Unforeseeable Tombstones messages when joining with Flink SQL

We've a SQL Flink Job (Table API) that reads Offers from a Kafka topic (8 partitions) as source and sinks it back to another Kafka topic after some aggregations with other data sources to calculate the cheapest one and aggregate extra data over that result.

Sink looks like this:

CREATE TABLE cheapest_item_offer (
  `id_offer` VARCHAR(36),
  `id_item` VARCHAR(36),
  `price` DECIMAL(13,2), 
-- ... more offer fields
  PRIMARY KEY (`id_item`) NOT ENFORCED
) WITH (
  'connector' = 'upsert-kafka',
  'topic' = '<TOPIC_NAME>',
  'properties.bootstrap.servers' = '<KAFKA_BOOTSTRAP_SERVERS>',
  'properties.group.id' = '<JOBNAME>',
  'sink.buffer-flush.interval' = '1000',
  'sink.buffer-flush.max-rows' = '100',
  'key.format' = 'json',
  'value.format' = 'json'
);

And the upsert looks like this:

INSERT INTO cheapest_item_offer
  WITH offers_with_stock_ordered_by_price AS (
    SELECT *,
           ROW_NUMBER() OVER(
             PARTITION BY id_item
             ORDER BY price ASC
           ) AS n_row
      FROM offer
     WHERE quantity > 0
), cheapest_offer AS (
    SELECT offer.*
      FROM offers_with_stock_ordered_by_price offer
     WHERE offer.n_row = 1
)
SELECT id_offer,
       id_item,
       price,
-- ... item extra fields
  FROM cheapest_offer
-- ... extra JOINS here to aggregate more item data

Given this configuration, the job initially ingests the data and calculates it properly, and sets the cheapest offer right, but after some time passes, whenever there are some events in our data source they are unexpectedly resulting in a Tombstone (not always though, sometimes it's properly set) result which, after checking them, we notice they shouldn't be, mainly because there's an actual cheapest offer for that item and the related JOIN rows do exists.

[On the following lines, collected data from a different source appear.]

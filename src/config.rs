// THEORY:
// A run is described by one TOML file deserialized into `RunConfig`. Each
// section belongs to the module that consumes it (`[camera]` to the camera,
// `[tracker]` to the tracker, ...) and carries its own defaults, so an empty
// file is a valid synthetic run.
//
// Loading happens in three steps, all before any worker exists:
// 1.  **Parse.** `toml` + `serde`; unknown sections are rejected so typos do
//     not silently fall back to defaults.
// 2.  **Validate.** Every section appends its range violations to one list and
//     `validate` fails with a single configuration error naming all of them.
// 3.  **Resolve.** Calibration and protocol files are read and checked, still
//     as configuration errors (exit code 1).

use crate::calibration::Calibration;
use crate::camera::CameraConfig;
use crate::core_modules::assignment::AssignmentConfig;
use crate::core_modules::background::BackgroundConfig;
use crate::core_modules::overlay::DisplayConfig;
use crate::core_modules::tracker::TrackerConfig;
use crate::error::{Result, VrError};
use crate::ipc::monitored_queue::{Backing, QueueOptions};
use crate::protocol::items::ProtocolItemSpec;
use crate::protocol::sequencer::{ShortTrialPolicy, check_trial_lengths};
use crate::recorder::RecorderConfig;
use crate::stimulus::command::{LoomingCycle, StimulusCommand};
use crate::stimulus::projector::ProjectorGeometry;
use serde::{Deserialize, Serialize};
use std::path::{Path, PathBuf};

/// Names the config file when the command line does not.
pub const CONFIG_ENV: &str = "LARVA_VR_CONFIG";

/// `[workers]`: how many parallel background and tracker workers to run.
#[derive(Debug, Clone, PartialEq, Serialize, Deserialize)]
#[serde(default)]
pub struct WorkersConfig {
    pub background: usize,
    pub trackers: usize,
}

impl Default for WorkersConfig {
    fn default() -> Self {
        Self {
            background: 1,
            trackers: default_tracker_count(),
        }
    }
}

/// Leaves a core each for the camera, background and stimulus workers.
fn default_tracker_count() -> usize {
    num_cpus::get().saturating_sub(3).clamp(1, 8)
}

/// `[queues]`: ring geometry shared by every data edge.
#[derive(Debug, Clone, PartialEq, Serialize, Deserialize)]
#[serde(default)]
pub struct QueuesConfig {
    pub capacity: usize,
    pub copy_on_read: bool,
    /// Directory for file-backed rings other processes can attach to. Rings
    /// are anonymous when unset.
    pub shm_dir: Option<PathBuf>,
}

impl Default for QueuesConfig {
    fn default() -> Self {
        Self {
            capacity: 16,
            copy_on_read: true,
            shm_dir: None,
        }
    }
}

impl QueuesConfig {
    /// Options for the edge called `edge`.
    pub fn options(&self, edge: &str) -> QueueOptions {
        QueueOptions {
            capacity: self.capacity,
            copy_on_read: self.copy_on_read,
            backing: match &self.shm_dir {
                Some(dir) => Backing::File(dir.join(format!("{edge}.ring"))),
                None => Backing::Anonymous,
            },
        }
    }
}

/// `[stimulus]`: renderer defaults.
#[derive(Debug, Clone, PartialEq, Serialize, Deserialize)]
#[serde(default)]
pub struct StimulusConfig {
    pub looming_cycle: LoomingCycle,
    /// Animal whose pose drives the stimulus; the lowest identity when unset.
    pub target_identity: Option<u32>,
    /// Shown until the protocol or an operator selects something else.
    pub initial: StimulusCommand,
}

impl Default for StimulusConfig {
    fn default() -> Self {
        Self {
            looming_cycle: LoomingCycle::ResetToZero,
            target_identity: None,
            initial: StimulusCommand::dark(),
        }
    }
}

/// `[protocol]`: the trial sequence.
#[derive(Debug, Clone, PartialEq, Serialize, Deserialize)]
#[serde(default)]
pub struct ProtocolConfig {
    pub items: Vec<ProtocolItemSpec>,
    pub short_trial_policy: ShortTrialPolicy,
    pub min_trial_sec: f64,
    /// Sequencer tick period.
    pub tick_ms: u64,
    /// End the run once every item has completed.
    pub stop_when_done: bool,
}

impl Default for ProtocolConfig {
    fn default() -> Self {
        Self {
            items: Vec::new(),
            short_trial_policy: ShortTrialPolicy::Warn,
            min_trial_sec: 0.0,
            tick_ms: 5,
            stop_when_done: false,
        }
    }
}

/// `[logging]`
#[derive(Debug, Clone, PartialEq, Serialize, Deserialize)]
#[serde(default)]
pub struct LoggingConfig {
    /// `EnvFilter` directive; `RUST_LOG` wins when set.
    pub level: String,
    /// Daily-rolled JSON log file, in addition to the console.
    pub file: Option<PathBuf>,
    /// Console output as JSON instead of text.
    pub json: bool,
}

impl Default for LoggingConfig {
    fn default() -> Self {
        Self {
            level: "info".into(),
            file: None,
            json: false,
        }
    }
}

#[derive(Debug, Clone, PartialEq, Default, Serialize, Deserialize)]
#[serde(default, deny_unknown_fields)]
pub struct RunConfig {
    pub camera: CameraConfig,
    pub projector: ProjectorGeometry,
    pub workers: WorkersConfig,
    pub background: BackgroundConfig,
    pub tracker: TrackerConfig,
    pub assignment: AssignmentConfig,
    pub queues: QueuesConfig,
    pub stimulus: StimulusConfig,
    pub protocol: ProtocolConfig,
    pub recorder: RecorderConfig,
    pub display: DisplayConfig,
    pub logging: LoggingConfig,
    /// JSON calibration. Synthetic runs fall back to an identity map at the
    /// synthetic camera's scale.
    pub calibration_file: Option<PathBuf>,
}

impl RunConfig {
    /// Parses and validates a TOML file.
    pub fn load(path: &Path) -> Result<Self> {
        let text = std::fs::read_to_string(path)
            .map_err(|e| VrError::config(format!("cannot read {}: {e}", path.display())))?;
        let config = Self::from_toml(&text)?;
        tracing::debug!(path = %path.display(), "configuration loaded");
        Ok(config)
    }

    pub fn from_toml(text: &str) -> Result<Self> {
        let config: RunConfig = toml::from_str(text)?;
        config.validate()?;
        Ok(config)
    }

    /// The explicit path, else `LARVA_VR_CONFIG`, else defaults.
    pub fn resolve(path: Option<&Path>) -> Result<Self> {
        match path {
            Some(path) => Self::load(path),
            None => match std::env::var_os(CONFIG_ENV) {
                Some(path) => Self::load(Path::new(&path)),
                None => {
                    tracing::info!("no configuration file given; using defaults");
                    Ok(Self::default())
                }
            },
        }
    }

    pub fn to_toml(&self) -> Result<String> {
        toml::to_string_pretty(self).map_err(|e| VrError::config(e.to_string()))
    }

    /// Collects every range violation into one error.
    pub fn validate(&self) -> Result<()> {
        let mut errors = Vec::new();
        self.camera.validate(&mut errors);
        validate_projector(&self.projector, &mut errors);
        if self.workers.background == 0 {
            errors.push("workers.background must be at least 1".into());
        }
        if self.workers.trackers == 0 {
            errors.push("workers.trackers must be at least 1".into());
        }
        self.background.validate(&mut errors);
        self.tracker.validate(&mut errors);
        self.assignment.validate(&mut errors);
        if self.queues.capacity < 2 {
            errors.push("queues.capacity must be at least 2".into());
        }
        if let Err(err) = self.stimulus.initial.validate() {
            errors.push(format!("stimulus.initial: {err}"));
        }
        for (i, item) in self.protocol.items.iter().enumerate() {
            if let Err(err) = item.validate() {
                errors.push(format!("protocol.items[{i}]: {err}"));
            }
        }
        if !(self.protocol.min_trial_sec >= 0.0) {
            errors.push("protocol.min_trial_sec must be >= 0".into());
        }
        if self.protocol.tick_ms == 0 {
            errors.push("protocol.tick_ms must be at least 1".into());
        }
        if let Err(err) = check_trial_lengths(
            &self.protocol.items,
            self.protocol.short_trial_policy,
            self.protocol.min_trial_sec,
        ) {
            errors.push(err.to_string());
        }
        self.recorder.validate(&mut errors);
        self.display.validate(&mut errors);
        if let Err(err) = tracing_subscriber::EnvFilter::try_new(&self.logging.level) {
            errors.push(format!("logging.level: {err}"));
        }

        if errors.is_empty() {
            Ok(())
        } else {
            Err(VrError::config(errors.join("; ")))
        }
    }

    /// Loads the calibration, or the synthetic identity map when none is
    /// configured.
    pub fn calibration(&self) -> Result<Calibration> {
        match &self.calibration_file {
            Some(path) => {
                let calibration = Calibration::load(path)?;
                tracing::info!(path = %path.display(), pix_per_mm = calibration.pix_per_mm(), "calibration loaded");
                Ok(calibration)
            }
            None => {
                tracing::warn!(
                    pix_per_mm = self.camera.synthetic.pix_per_mm,
                    "no calibration_file; projector space equals camera space"
                );
                Ok(Calibration::identity(self.camera.synthetic.pix_per_mm))
            }
        }
    }

    pub fn frame_size(&self) -> (u32, u32) {
        (self.camera.width, self.camera.height)
    }

    /// Animals a tracking record can carry.
    pub fn max_animals(&self) -> usize {
        self.assignment
            .capacity()
            .unwrap_or(0)
            .max(self.tracker.n_animals)
    }
}

fn validate_projector(geometry: &ProjectorGeometry, errors: &mut Vec<String>) {
    if geometry.width == 0 || geometry.height == 0 {
        errors.push("projector.width and projector.height must be positive".into());
    }
    if !(geometry.fps > 0.0 && geometry.fps.is_finite()) {
        errors.push("projector.fps must be positive".into());
    }
    if !(geometry.pixel_scale_x > 0.0 && geometry.pixel_scale_y > 0.0) {
        errors.push("projector pixel scales must be positive".into());
    }
}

The following images illustrate the issue with some Kafka messages:

Data source

This is the data source we ingest the data from. The latest for a given Item update shows that an Offer has some changes.

Data Sink

This is the data Sink for the same Item, as we can see, the latest update was generated at the same time, because of the data source update, but the resulting value is a Tombstone, rather than its actual value from the data source

If we relaunch the Job from scratch (ignoring savepoints), the affected Items are fixed on the first run, but the same issue will appears after some time.

Some considerations:

In our Data Source, each Item can have multiple Offers and can be allocated in different Partitions
Flink Job is running with Paralellism set to 8 (same as Kafka Partitions)
We're using Flink 1.13.2 with upsert-kafka connector in Source & Sink
We're using Kafka 2.8
We believe the issue is in the cheapest offer virtual tables, as the JOINs contain proper data
We're using rocksdb as state.backend

We're struggling to find the reason behind this behavior (we're pretty new to Flink), and we don't know where to focus for fixing this, can anybody help here?

Any suggestion will be highly appreciated!

Solution

Apparently it was a bug from Flink SQL on v1.13.2 as noted in Flink's Jira Task FLINK-25559.

We managed to solve this issue by upgrading version to v1.13.6.